Do outro lado do tabuleiro, PSDB e DEM manterão a parceria histórica em seis capitais, entre elas São Paulo e Rio, as duas maiores cidades do país. Os tucanos retiraram a candidatura de Paulo Marinho no Rio e se uniram ao DEM de Eduardo Paes para disputar a cadeira de Marcelo Crivella (Republicanos).

Já em São Paulo, o prefeito Bruno Covas (PSDB) conseguiu atrair para sua chapa não só o DEM, como também o MDB que ficará com o posto de vice, com o vereador Ricardo Nunes. Pretendente ao Planalto em 2022, o governador João Doria disse que “após as eleições deste ano teremos uma indicação mais clara da força dessa união, que, no plano nacional, integra PSDB, MDB e DEM”. O tucano sonha em encabeçar uma chapa com as três siglas.

Os três partidos estão juntos em apenas mais uma capital: Salvador. A coligação na capital baiana, porém, abre outro caminho para o DEM. Com participação de ACM Neto, presidente nacional da sigla, foi costurada a indicação de Ana Paula Matos (PDT) para ser vice de Bruno Reis (DEM).

— O fato de os dois partidos estarem unidos pode significar algo para o futuro? Claro que sim. Se não fizesse sentido, não estaríamos juntos agora — disse ACM Neto, ontem, após a convenção que homologou a candidatura de Reis.

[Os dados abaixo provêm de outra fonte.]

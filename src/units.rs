//! 表示単位 (BTC) と最小単位 (satoshi) の相互変換。
//!
//! 内部の金額計算はすべて `Amount` (整数の satoshi) で行い、
//! 10進表現は外部とのやり取りと表示にのみ使う。

use bitcoin::{Amount, Denomination};

use crate::error::AppError;

const SATS_PER_COIN: u64 = 100_000_000;
const MAX_DECIMALS: usize = 8;

/// 表示単位の10進文字列を最小単位へ変換する。小数9桁目以降は切り捨てる。
pub fn parse_display_amount(text: &str) -> Result<Amount, AppError> {
    let text = text.trim();
    let (whole, frac) = text.split_once('.').unwrap_or((text, ""));

    let all_digits = |s: &str| s.bytes().all(|b| b.is_ascii_digit());
    if (whole.is_empty() && frac.is_empty()) || !all_digits(whole) || !all_digits(frac) {
        return Err(AppError::InputValidation(format!("金額の形式が不正です: {:?}", text)));
    }

    let whole = if whole.is_empty() { "0" } else { whole };
    let frac = &frac[..frac.len().min(MAX_DECIMALS)];
    let normalized = if frac.is_empty() {
        whole.to_string()
    } else {
        format!("{}.{}", whole, frac)
    };

    Amount::from_str_in(&normalized, Denomination::Bitcoin)
        .map_err(|e| AppError::InputValidation(format!("金額の変換に失敗 ({}): {}", text, e)))
}

/// `floor(amount × 1e8)`。ノードが返す JSON 数値の受け口。
pub fn to_smallest_unit(amount: f64) -> Result<Amount, AppError> {
    if !amount.is_finite() || amount < 0.0 {
        return Err(AppError::InputValidation(format!("無効な金額です: {}", amount)));
    }
    // f64 の Display は指数表記を使わず、往復可能な最短の10進表現になる
    parse_display_amount(&amount.to_string())
}

/// 8桁固定の10進文字列。
pub fn to_display_unit(amount: Amount) -> String {
    let sats = amount.to_sat();
    format!("{}.{:08}", sats / SATS_PER_COIN, sats % SATS_PER_COIN)
}
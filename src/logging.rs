// src/logging.rs

//! Logging setup for `pipedag` using `tracing` + `tracing-subscriber`.
//!
//! Priority for determining the filter:
//! 1. `--log-level` CLI flag (if provided)
//! 2. `PIPEDAG_LOG` environment variable. Either a bare level ("debug") or a
//!    full filter directive ("pipedag::exec=trace,info").
//! 3. default to `info`
//!
//! Logs are sent to STDERR; stdout carries plans, status tables and run
//! summaries only.

use anyhow::{Context, Result};
use tracing_subscriber::{EnvFilter, fmt};

use crate::cli::LogLevel;

/// Environment variable consulted when `--log-level` is absent.
pub const LOG_ENV_VAR: &str = "PIPEDAG_LOG";

/// Initialise global logging subscriber.
///
/// Safe to call once at startup.
pub fn init_logging(cli_level: Option<LogLevel>) -> Result<()> {
    let filter = match cli_level {
        Some(lvl) => EnvFilter::new(directive_for(lvl)),
        None => match std::env::var(LOG_ENV_VAR) {
            Ok(raw) if !raw.trim().is_empty() => EnvFilter::try_new(raw.trim())
                .with_context(|| format!("invalid {LOG_ENV_VAR} filter: {raw:?}"))?,
            _ => EnvFilter::new("info"),
        },
    };

    fmt()
        .with_env_filter(filter)
        .with_target(true)
        .with_thread_ids(false)
        .with_thread_names(false)
        .with_writer(std::io::stderr)
        .init();

    Ok(())
}

fn directive_for(lvl: LogLevel) -> &'static str {
    match lvl {
        LogLevel::Error => "error",
        LogLevel::Warn => "warn",
        LogLevel::Info => "info",
        LogLevel::Debug => "debug",
        LogLevel::Trace => "trace",
    }
}
// src/config/model.rs

use std::path::{Path, PathBuf};

use serde::Deserialize;

use crate::config::params::Params;

/// Top-level configuration as read from a TOML file, before validation.
///
/// ```toml
/// [config]
/// pipeline = "wgcna"          # optional built-in stage registry
/// root = "."                  # artifact root, relative to this file
///
/// [params.clean]
/// min_fraction = 0.5
///
/// [task.clean]
/// program = "Rscript"
/// args = ["{wgcna_dir}/R/wgcna_data_cleaning.R", "--minfraction={clean.min_fraction}"]
/// outputs = ["wgcna.dir/clean.dir/clean.RData"]
/// ```
///
/// `task` is kept as an ordered TOML table so that document order becomes
/// registration order.
#[derive(Debug, Clone, Deserialize, Default)]
pub struct RawConfigFile {
    #[serde(default)]
    pub config: ConfigSection,

    /// Free-form parameter document consulted by templates and fingerprints.
    #[serde(default)]
    pub params: toml::Table,

    /// All tasks from `[task.<name>]`, in document order.
    #[serde(default)]
    pub task: toml::Table,
}

/// `[config]` section.
#[derive(Debug, Clone, Deserialize)]
#[serde(deny_unknown_fields)]
pub struct ConfigSection {
    /// Name of a built-in pipeline whose stages are registered before any
    /// `[task.<name>]` entries.
    #[serde(default)]
    pub pipeline: Option<String>,

    /// Directory that task outputs, sentinels and logs are relative to.
    ///
    /// Relative values are resolved against the config file's directory.
    #[serde(default)]
    pub root: Option<PathBuf>,

    /// Directory (under `root`) for sentinels of tasks without outputs.
    #[serde(default = "default_state_dir")]
    pub state_dir: PathBuf,
}

fn default_state_dir() -> PathBuf {
    PathBuf::from(".pipedag")
}

impl Default for ConfigSection {
    fn default() -> Self {
        Self {
            pipeline: None,
            root: None,
            state_dir: default_state_dir(),
        }
    }
}

/// `[task.<name>]` section.
#[derive(Debug, Clone, Deserialize, Default, PartialEq)]
#[serde(deny_unknown_fields)]
pub struct TaskConfig {
    /// Shell command line (run through `sh -c`).
    #[serde(default)]
    pub cmd: Option<String>,

    /// Program to exec directly; mutually exclusive with `cmd`.
    #[serde(default)]
    pub program: Option<String>,

    /// Arguments for `program`.
    #[serde(default)]
    pub args: Vec<String>,

    /// Dependency list: this task waits for all tasks listed here.
    #[serde(default)]
    pub after: Vec<String>,

    /// Declared output artifacts, relative to the artifact root.
    #[serde(default)]
    pub outputs: Vec<String>,

    /// Explicit sentinel path; defaults next to the first output.
    #[serde(default)]
    pub sentinel: Option<String>,

    /// Explicit log path; defaults to the sentinel path with a `.log` extension.
    #[serde(default)]
    pub log: Option<String>,

    /// Fingerprint scope (dotted `[params]` keys).
    ///
    /// If `None`, the keys referenced by the command templates are used.
    #[serde(default)]
    pub params: Option<Vec<String>>,

    /// Disabled tasks never run and never make dependents stale.
    #[serde(default)]
    pub enabled: Option<bool>,
}

impl TaskConfig {
    pub fn is_enabled(&self) -> bool {
        self.enabled.unwrap_or(true)
    }
}

/// Validated configuration.
///
/// Construct via `ConfigFile::try_from(RawConfigFile)` (see `validate.rs`).
#[derive(Debug, Clone)]
pub struct ConfigFile {
    pub config: ConfigSection,
    pub params: Params,
    /// Tasks in document order.
    pub task: Vec<(String, TaskConfig)>,
    base_dir: PathBuf,
}

impl ConfigFile {
    pub(crate) fn new_unchecked(
        config: ConfigSection,
        params: Params,
        task: Vec<(String, TaskConfig)>,
    ) -> Self {
        Self {
            config,
            params,
            task,
            base_dir: PathBuf::from("."),
        }
    }

    /// Record the directory the config was loaded from; relative `root`
    /// values resolve against it.
    pub fn with_base_dir(mut self, dir: impl Into<PathBuf>) -> Self {
        self.base_dir = dir.into();
        self
    }

    pub fn base_dir(&self) -> &Path {
        &self.base_dir
    }

    /// Effective artifact root directory.
    pub fn artifact_root(&self) -> PathBuf {
        match &self.config.root {
            Some(root) if root.is_absolute() => root.clone(),
            Some(root) => self.base_dir.join(root),
            None => self.base_dir.clone(),
        }
    }

    pub fn task_config(&self, name: &str) -> Option<&TaskConfig> {
        self.task.iter().find(|(n, _)| n == name).map(|(_, t)| t)
    }
}
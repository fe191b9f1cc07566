// src/dag/registry.rs

//! Task descriptor registry.
//!
//! Tasks are registered through a [`RegistryBuilder`], which renders each
//! invocation against the parameter snapshot as it goes. A task may only
//! depend on tasks registered before it, so the builder's graph is acyclic
//! by construction. [`Registry::from_config`] orders `[task.<name>]` entries
//! so that each follows its dependencies, and that is where a cyclic config
//! is rejected.

use std::collections::HashMap;
use std::path::{Path, PathBuf};

use tracing::debug;

use crate::config::{ConfigFile, Params, TaskConfig};
use crate::dag::graph::DagGraph;
use crate::dag::task::{Invocation, Task, TaskSpec, default_log_path, default_sentinel_path};
use crate::dag::template::{self, TaskFacts};
use crate::errors::{PipedagError, Result};
use crate::pipelines;
use crate::types::TaskName;

/// Collects task specs; see [`finalize`](Self::finalize).
#[derive(Debug)]
pub struct RegistryBuilder<'p> {
    params: &'p Params,
    state_dir: PathBuf,
    tasks: Vec<Task>,
    by_name: HashMap<TaskName, usize>,
}

impl<'p> RegistryBuilder<'p> {
    pub fn new(params: &'p Params) -> Self {
        Self {
            params,
            state_dir: PathBuf::from(".pipedag"),
            tasks: Vec::new(),
            by_name: HashMap::new(),
        }
    }

    /// Directory for sentinels of tasks that declare no outputs.
    pub fn with_state_dir(mut self, dir: impl Into<PathBuf>) -> Self {
        self.state_dir = dir.into();
        self
    }

    pub fn params(&self) -> &Params {
        self.params
    }

    pub fn contains(&self, name: &str) -> bool {
        self.by_name.contains_key(name)
    }

    /// Register one task, rendering its invocation.
    ///
    /// Fails with [`PipedagError::UnknownDependency`] if a dependency is not
    /// registered yet, which includes the task itself.
    pub fn register(&mut self, spec: TaskSpec) -> Result<()> {
        if self.by_name.contains_key(&spec.name) {
            return Err(PipedagError::DuplicateTask(spec.name));
        }
        if let Some(dep) = spec.after.iter().find(|d| !self.by_name.contains_key(*d)) {
            return Err(PipedagError::UnknownDependency {
                dependency: dep.clone(),
                task: spec.name,
            });
        }

        let task = self.resolve(spec)?;
        debug!(task = %task.name, index = task.index, deps = ?task.deps, "registered task");
        self.by_name.insert(task.name.clone(), task.index);
        self.tasks.push(task);
        Ok(())
    }

    fn resolve(&self, spec: TaskSpec) -> Result<Task> {
        let sentinel = spec
            .sentinel
            .clone()
            .unwrap_or_else(|| default_sentinel_path(&spec.name, &spec.outputs, &self.state_dir));
        let log = spec.log.clone().unwrap_or_else(|| default_log_path(&sentinel));
        let outdir = sentinel.parent().unwrap_or_else(|| Path::new(".")).to_path_buf();

        let facts = TaskFacts {
            name: &spec.name,
            log: &log,
            outdir: &outdir,
            outputs: &spec.outputs,
        };

        let templates = spec.invocation.templates();
        let rendered = templates
            .iter()
            .map(|t| {
                template::render(t, self.params, &facts).map_err(|message| PipedagError::Template {
                    task: spec.name.clone(),
                    message,
                })
            })
            .collect::<Result<Vec<_>>>()?;

        let invocation = match &spec.invocation {
            Invocation::Shell { .. } => Invocation::Shell {
                command: rendered.into_iter().next().unwrap_or_default(),
            },
            Invocation::Program { .. } => {
                let mut parts = rendered.into_iter();
                let program = parts.next().unwrap_or_default();
                if program.trim().is_empty() {
                    return Err(PipedagError::Template {
                        task: spec.name.clone(),
                        message: "program renders to an empty string".to_string(),
                    });
                }
                Invocation::Program {
                    program,
                    args: parts.filter(|a| !a.is_empty()).collect(),
                }
            }
            Invocation::Aggregate => Invocation::Aggregate,
        };

        let mut scope = match spec.scope {
            Some(keys) => keys,
            None => templates
                .iter()
                .flat_map(|t| template::referenced_params(t))
                .collect(),
        };
        scope.sort();
        scope.dedup();

        Ok(Task {
            name: spec.name,
            index: self.tasks.len(),
            deps: spec.after,
            outputs: spec.outputs,
            sentinel,
            log,
            scope,
            invocation,
            enabled: spec.enabled,
        })
    }

    /// Freeze the registry and compute its topological order.
    pub fn finalize(self) -> Result<Registry> {
        let mut graph = DagGraph::with_nodes(self.tasks.len());

        for task in &self.tasks {
            for dep in &task.deps {
                let dep_idx = self.by_name.get(dep).copied().ok_or_else(|| {
                    PipedagError::UnknownDependency {
                        task: task.name.clone(),
                        dependency: dep.clone(),
                    }
                })?;
                graph.add_dependency(task.index, dep_idx);
            }
        }

        let order = graph.stable_topological_order();
        debug!(tasks = self.tasks.len(), "task registry finalized");

        Ok(Registry {
            tasks: self.tasks,
            by_name: self.by_name,
            graph,
            order,
        })
    }
}

/// Order `[task.<name>]` entries so that each comes after its dependencies,
/// keeping document order otherwise.
///
/// Fails with [`PipedagError::UnknownDependency`] for a name that is neither
/// a config task nor already registered, and with [`PipedagError::DagCycle`]
/// if the config tasks depend on each other in a cycle.
fn config_registration_order(
    builder: &RegistryBuilder<'_>,
    tasks: &[(TaskName, TaskConfig)],
) -> Result<Vec<usize>> {
    let positions: HashMap<&str, usize> = tasks
        .iter()
        .enumerate()
        .map(|(pos, (name, _))| (name.as_str(), pos))
        .collect();

    let mut graph = DagGraph::with_nodes(tasks.len());
    for (pos, (name, tc)) in tasks.iter().enumerate() {
        for dep in &tc.after {
            match positions.get(dep.as_str()) {
                Some(&dep_pos) => graph.add_dependency(pos, dep_pos),
                None if builder.contains(dep) => {}
                None => {
                    return Err(PipedagError::UnknownDependency {
                        task: name.clone(),
                        dependency: dep.clone(),
                    });
                }
            }
        }
    }

    if let Some(members) = graph.find_cycle() {
        let names = members
            .iter()
            .map(|&pos| format!("'{}'", tasks[pos].0))
            .collect::<Vec<_>>()
            .join(", ");
        return Err(PipedagError::DagCycle(format!(
            "cycle detected in task DAG involving {names}"
        )));
    }

    Ok(graph.stable_topological_order())
}

/// Immutable, validated task graph.
#[derive(Debug, Clone)]
pub struct Registry {
    tasks: Vec<Task>,
    by_name: HashMap<TaskName, usize>,
    graph: DagGraph,
    /// Stable topological order of all task indices.
    order: Vec<usize>,
}

impl Registry {
    /// Build the registry described by a validated config: the built-in
    /// pipeline's stages first (if any), then `[task.<name>]` entries in
    /// document order, except that a task declared before one of its
    /// dependencies is moved after it.
    pub fn from_config(cfg: &ConfigFile) -> Result<Self> {
        let mut builder =
            RegistryBuilder::new(&cfg.params).with_state_dir(cfg.config.state_dir.clone());

        if let Some(name) = cfg.config.pipeline.as_deref() {
            pipelines::register_builtin(name, &mut builder)?;
        }

        for pos in config_registration_order(&builder, &cfg.task)? {
            let (name, tc) = &cfg.task[pos];
            builder.register(TaskSpec::from_config(name, tc))?;
        }

        builder.finalize()
    }

    pub fn len(&self) -> usize {
        self.tasks.len()
    }

    pub fn is_empty(&self) -> bool {
        self.tasks.is_empty()
    }

    pub fn contains(&self, name: &str) -> bool {
        self.by_name.contains_key(name)
    }

    pub fn get(&self, name: &str) -> Option<&Task> {
        self.by_name.get(name).map(|&idx| &self.tasks[idx])
    }

    /// Like [`get`](Self::get) but fails with [`PipedagError::NoSuchTask`].
    pub fn require(&self, name: &str) -> Result<&Task> {
        self.get(name)
            .ok_or_else(|| PipedagError::NoSuchTask(name.to_string()))
    }

    pub(crate) fn by_index(&self, idx: usize) -> &Task {
        &self.tasks[idx]
    }

    /// Task names in registration order.
    pub fn task_names(&self) -> impl Iterator<Item = &str> {
        self.tasks.iter().map(|t| t.name.as_str())
    }

    /// Immediate dependencies of a task (its `after` list).
    pub fn dependencies_of(&self, name: &str) -> &[TaskName] {
        self.get(name).map(|t| t.deps.as_slice()).unwrap_or(&[])
    }

    /// Immediate dependents of a task, in registration order.
    pub fn dependents_of(&self, name: &str) -> Vec<&str> {
        let Some(&idx) = self.by_name.get(name) else {
            return Vec::new();
        };
        let mut dependents = self.graph.dependents_of(idx).to_vec();
        dependents.sort_unstable();
        dependents
            .into_iter()
            .map(|i| self.tasks[i].name.as_str())
            .collect()
    }

    /// Everything `name` transitively depends on (excluding itself), in
    /// topological order.
    pub fn transitive_dependencies(&self, name: &str) -> Result<Vec<&Task>> {
        let idx = self.require(name)?.index;
        let mut closure = self.graph.dependency_closure(idx);
        closure.remove(&idx);
        Ok(self.ordered(|i| closure.contains(&i)))
    }

    /// Everything that transitively depends on `name` (excluding itself), in
    /// topological order.
    pub fn transitive_dependents(&self, name: &str) -> Result<Vec<&Task>> {
        let idx = self.require(name)?.index;
        let mut closure = self.graph.dependent_closure(idx);
        closure.remove(&idx);
        Ok(self.ordered(|i| closure.contains(&i)))
    }

    /// All tasks in stable topological order (registration order breaks ties).
    pub fn topological_order(&self) -> Vec<&Task> {
        self.ordered(|_| true)
    }

    /// `root` and its full dependency closure, in topological order.
    pub fn subgraph_order(&self, root: &str) -> Result<Vec<&Task>> {
        let idx = self.require(root)?.index;
        let closure = self.graph.dependency_closure(idx);
        Ok(self.ordered(|i| closure.contains(&i)))
    }

    fn ordered<F: Fn(usize) -> bool>(&self, keep: F) -> Vec<&Task> {
        self.order
            .iter()
            .copied()
            .filter(|&i| keep(i))
            .map(|i| &self.tasks[i])
            .collect()
    }
}
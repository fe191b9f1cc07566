// src/dag/template.rs

//! Placeholder rendering for task invocations.
//!
//! - `{a.b}` is replaced by the parameter at dotted path `a.b`; a missing
//!   parameter is an error.
//! - `{a.b?}` is replaced by the parameter, or by nothing when unset.
//! - `{task.name}`, `{task.log}`, `{task.outdir}` and `{task.outputs}` insert
//!   facts about the task being registered. Any other `task.` key is an
//!   error, even when a parameter of that name exists.
//! - `${...}` is shell syntax and is left untouched.

use std::path::{Path, PathBuf};
use std::sync::OnceLock;

use regex::{Captures, Regex};
use toml::Value;

use crate::config::Params;

fn placeholder_re() -> &'static Regex {
    static RE: OnceLock<Regex> = OnceLock::new();
    RE.get_or_init(|| {
        Regex::new(r"(\$?)\{([A-Za-z_][A-Za-z0-9_.\-]*)(\?)?\}").expect("placeholder regex is valid")
    })
}

/// Facts about the task that templates may reference.
#[derive(Debug, Clone, Copy)]
pub struct TaskFacts<'a> {
    pub name: &'a str,
    pub log: &'a Path,
    pub outdir: &'a Path,
    pub outputs: &'a [PathBuf],
}

impl TaskFacts<'_> {
    fn lookup(&self, key: &str) -> Option<String> {
        match key {
            "task.name" => Some(self.name.to_string()),
            "task.log" => Some(path_str(self.log)),
            "task.outdir" => Some(path_str(self.outdir)),
            "task.outputs" => Some(
                self.outputs
                    .iter()
                    .map(|p| path_str(p))
                    .collect::<Vec<_>>()
                    .join(" "),
            ),
            _ => None,
        }
    }
}

fn path_str(p: &Path) -> String {
    p.to_string_lossy().into_owned()
}

/// Render every placeholder in `template`.
///
/// The error string names the offending placeholder; callers wrap it with
/// the task name.
pub fn render(template: &str, params: &Params, facts: &TaskFacts<'_>) -> Result<String, String> {
    let mut out = String::with_capacity(template.len());
    let mut last = 0;

    for caps in placeholder_re().captures_iter(template) {
        let Some(whole) = caps.get(0) else {
            continue;
        };
        out.push_str(&template[last..whole.start()]);
        last = whole.end();

        if is_shell_expansion(&caps) {
            out.push_str(whole.as_str());
            continue;
        }

        let key = &caps[2];
        let optional = caps.get(3).is_some();

        if key.starts_with("task.") {
            match facts.lookup(key) {
                Some(fact) => out.push_str(&fact),
                None => return Err(format!("unknown task field '{key}' in template {template:?}")),
            }
            continue;
        }

        match params.get(key) {
            Some(value) => out.push_str(
                &render_value(value).map_err(|e| format!("parameter '{key}' {e}"))?,
            ),
            None if optional => {}
            None => return Err(format!("unknown parameter '{key}' in template {template:?}")),
        }
    }

    out.push_str(&template[last..]);
    Ok(out)
}

/// Parameter keys referenced by `template` (task facts and shell expansions
/// excluded), in order of appearance.
pub fn referenced_params(template: &str) -> Vec<String> {
    placeholder_re()
        .captures_iter(template)
        .filter(|caps| !is_shell_expansion(caps))
        .map(|caps| caps[2].to_string())
        .filter(|key| !key.starts_with("task."))
        .collect()
}

fn is_shell_expansion(caps: &Captures<'_>) -> bool {
    caps.get(1).is_some_and(|m| !m.as_str().is_empty())
}

fn render_value(value: &Value) -> Result<String, String> {
    match value {
        Value::String(s) => Ok(s.clone()),
        Value::Integer(i) => Ok(i.to_string()),
        Value::Float(f) => Ok(f.to_string()),
        Value::Boolean(b) => Ok(b.to_string()),
        Value::Datetime(d) => Ok(d.to_string()),
        Value::Array(items) => {
            let parts = items
                .iter()
                .map(|item| match item {
                    Value::Array(_) | Value::Table(_) => {
                        Err("is a nested array and cannot be rendered".to_string())
                    }
                    other => render_value(other),
                })
                .collect::<Result<Vec<_>, _>>()?;
            Ok(parts.join(","))
        }
        Value::Table(_) => Err("is a table and cannot be rendered".to_string()),
    }
}
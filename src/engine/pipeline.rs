// src/engine/pipeline.rs

use std::fmt;

use tracing::{error, info};

use crate::config::{ConfigFile, Params};
use crate::dag::{ExecutionPlan, Registry, Scheduler};
use crate::errors::Result;
use crate::exec::{CancelSignal, Executor, TaskBackend};
use crate::staleness::Staleness;
use crate::store::{ArtifactStore, FsArtifactStore};
use crate::types::{Target, TaskName};

use super::{RunReport, TaskFailure, TaskOutcome};

/// Top-level driver: one registry, one parameter snapshot, one store and
/// the backend that runs task invocations.
pub struct Pipeline<S: ArtifactStore, B: TaskBackend> {
    registry: Registry,
    params: Params,
    store: S,
    backend: B,
}

impl<S: ArtifactStore, B: TaskBackend> fmt::Debug for Pipeline<S, B> {
    fn fmt(&self, f: &mut fmt::Formatter<'_>) -> fmt::Result {
        f.debug_struct("Pipeline")
            .field("tasks", &self.registry.len())
            .field("store", &self.store)
            .finish_non_exhaustive()
    }
}

impl<B: TaskBackend> Pipeline<FsArtifactStore, B> {
    /// Build the registry described by `cfg`, rooted at its artifact root.
    pub fn from_config(cfg: &ConfigFile, backend: B) -> Result<Self> {
        let registry = Registry::from_config(cfg)?;
        let store = FsArtifactStore::new(cfg.artifact_root());
        Ok(Self::new(registry, cfg.params.clone(), store, backend))
    }
}

impl<S: ArtifactStore, B: TaskBackend> Pipeline<S, B> {
    pub fn new(registry: Registry, params: Params, store: S, backend: B) -> Self {
        Self {
            registry,
            params,
            store,
            backend,
        }
    }

    pub fn registry(&self) -> &Registry {
        &self.registry
    }

    pub fn params(&self) -> &Params {
        &self.params
    }

    pub fn store(&self) -> &S {
        &self.store
    }

    fn scheduler(&self) -> Scheduler<'_, S> {
        Scheduler::new(&self.registry, &self.params, &self.store)
    }

    pub fn plan(&self, target: &Target) -> Result<ExecutionPlan> {
        self.scheduler().plan(target)
    }

    pub fn status(&self) -> Result<Vec<(TaskName, Staleness)>> {
        self.scheduler().status()
    }

    /// Remove `task`'s sentinel so it (and everything downstream) reruns.
    /// Returns whether a sentinel existed.
    pub fn invalidate(&self, task: &str) -> Result<bool> {
        let task = self.registry.require(task)?;
        let removed = self.store.remove(&task.sentinel)?;
        info!(task = %task.name, removed, "invalidated task");
        Ok(removed)
    }

    /// Run the stale part of `target`'s closure, in order, stopping at the
    /// first failure.
    pub async fn execute(&self, target: &Target, cancel: CancelSignal) -> Result<RunReport> {
        let plan = self.plan(target)?;
        if plan.is_empty() {
            info!(target = %target, fresh = plan.fresh.len(), "all tasks up to date");
            return Ok(RunReport::AllFresh);
        }

        info!(target = %target, tasks = ?plan.task_names(), "executing plan");

        let executor = Executor::new(&self.registry, &self.params, &self.store, &self.backend);
        let mut ran = Vec::with_capacity(plan.len());

        for step in &plan.steps {
            let task = self.registry.require(&step.name)?;
            info!(task = %task.name, reason = %step.reason, "running task");

            match executor.run(task, cancel.clone()).await? {
                TaskOutcome::Success => ran.push(task.name.clone()),
                TaskOutcome::Failed(failure) => {
                    error!(task = %task.name, %failure, "task failed; halting run");
                    if let TaskFailure::NonZeroExit { stderr_tail, .. } = &failure {
                        for line in stderr_tail {
                            error!(task = %task.name, "stderr: {}", line);
                        }
                    }
                    return Ok(RunReport::Failed {
                        task: task.name.clone(),
                        failure,
                        ran,
                    });
                }
            }
        }

        info!(target = %target, ran = ran.len(), "run completed");
        Ok(RunReport::Completed { ran })
    }
}
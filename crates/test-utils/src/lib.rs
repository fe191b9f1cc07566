//! Shared helpers for pipedag's integration tests: config builders, a fake
//! task backend and tracing setup.

pub mod builders;
pub mod fake_backend;

use std::future::Future;
use std::sync::Once;
use std::time::Duration;

use pipedag::logging::LOG_ENV_VAR;
use tracing_subscriber::{EnvFilter, fmt};

pub use builders::{ConfigFileBuilder, TaskConfigBuilder};
pub use fake_backend::FakeBackend;

/// Upper bound for a single async test step.
pub const TEST_TIMEOUT: Duration = Duration::from_secs(5);

static TRACING: Once = Once::new();

/// Install a test-captured tracing subscriber once per test binary.
///
/// Reads the same variable as the CLI, so
/// `PIPEDAG_LOG=pipedag::exec=trace cargo test -- --nocapture`
/// shows process output from the runner. Defaults to `warn`.
pub fn init_tracing() {
    TRACING.call_once(|| {
        let filter = std::env::var(LOG_ENV_VAR)
            .ok()
            .and_then(|raw| EnvFilter::try_new(raw).ok())
            .unwrap_or_else(|| EnvFilter::new("warn"));

        let _ = fmt()
            .with_env_filter(filter)
            .with_test_writer()
            .with_target(true)
            .try_init();
    });
}

/// Await `f`, failing the test if it takes longer than [`TEST_TIMEOUT`].
pub async fn with_timeout<F, T>(f: F) -> T
where
    F: Future<Output = T>,
{
    match tokio::time::timeout(TEST_TIMEOUT, f).await {
        Ok(value) => value,
        Err(_) => panic!("test step did not finish within {TEST_TIMEOUT:?}"),
    }
}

Ao participar virtualmente da convenção do PDT de Salvador, Ciro Gomes elogiou o DEM e defendeu a construção de um centro político como alternativa eleitoral em 2022, numa frente mais ampla contra a polarização entre PT e Bolsonaro:

— Vai valer como uma semente de uma construção que não é fácil, mas necessária para o Brasil — disse Ciro.